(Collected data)
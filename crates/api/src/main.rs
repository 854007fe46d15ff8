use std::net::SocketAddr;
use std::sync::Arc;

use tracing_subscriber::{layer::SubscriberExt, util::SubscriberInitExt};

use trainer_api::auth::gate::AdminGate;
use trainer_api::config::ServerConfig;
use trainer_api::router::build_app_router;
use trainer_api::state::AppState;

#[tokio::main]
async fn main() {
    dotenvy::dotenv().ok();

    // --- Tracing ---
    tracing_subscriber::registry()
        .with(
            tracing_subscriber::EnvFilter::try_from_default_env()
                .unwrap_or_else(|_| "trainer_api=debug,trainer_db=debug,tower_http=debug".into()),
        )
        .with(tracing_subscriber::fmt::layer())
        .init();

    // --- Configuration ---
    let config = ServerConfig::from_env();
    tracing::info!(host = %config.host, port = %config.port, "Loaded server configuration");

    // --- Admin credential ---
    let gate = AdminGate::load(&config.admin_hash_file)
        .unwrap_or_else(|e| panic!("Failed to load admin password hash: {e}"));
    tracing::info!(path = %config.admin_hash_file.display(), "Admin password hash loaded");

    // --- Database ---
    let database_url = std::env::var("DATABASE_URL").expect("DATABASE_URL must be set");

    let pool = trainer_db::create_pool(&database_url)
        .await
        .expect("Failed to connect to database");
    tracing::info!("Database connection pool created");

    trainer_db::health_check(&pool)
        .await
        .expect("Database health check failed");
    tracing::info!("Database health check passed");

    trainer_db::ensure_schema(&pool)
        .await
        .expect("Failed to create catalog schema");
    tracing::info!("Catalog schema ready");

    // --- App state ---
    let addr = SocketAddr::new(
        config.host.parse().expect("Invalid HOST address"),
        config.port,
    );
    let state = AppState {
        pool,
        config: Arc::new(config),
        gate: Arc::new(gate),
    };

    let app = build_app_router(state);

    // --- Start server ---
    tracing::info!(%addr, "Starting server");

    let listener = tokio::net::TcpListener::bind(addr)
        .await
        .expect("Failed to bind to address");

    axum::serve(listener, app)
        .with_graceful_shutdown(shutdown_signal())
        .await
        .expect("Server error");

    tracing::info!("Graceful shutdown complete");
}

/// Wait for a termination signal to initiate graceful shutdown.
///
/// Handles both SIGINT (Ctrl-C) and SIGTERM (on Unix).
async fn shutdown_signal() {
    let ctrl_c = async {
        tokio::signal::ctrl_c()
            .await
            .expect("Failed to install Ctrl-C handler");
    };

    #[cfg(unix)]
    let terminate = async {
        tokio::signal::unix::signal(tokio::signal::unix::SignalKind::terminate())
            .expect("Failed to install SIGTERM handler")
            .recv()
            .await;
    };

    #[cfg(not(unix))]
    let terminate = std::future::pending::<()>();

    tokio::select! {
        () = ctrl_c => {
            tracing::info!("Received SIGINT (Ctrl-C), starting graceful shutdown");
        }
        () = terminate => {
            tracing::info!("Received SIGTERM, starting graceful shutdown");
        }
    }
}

(Exercise prompt) Counting only lines that hold the word "pool", state how many there are in the data. Write the number alone.

(Finished task) 5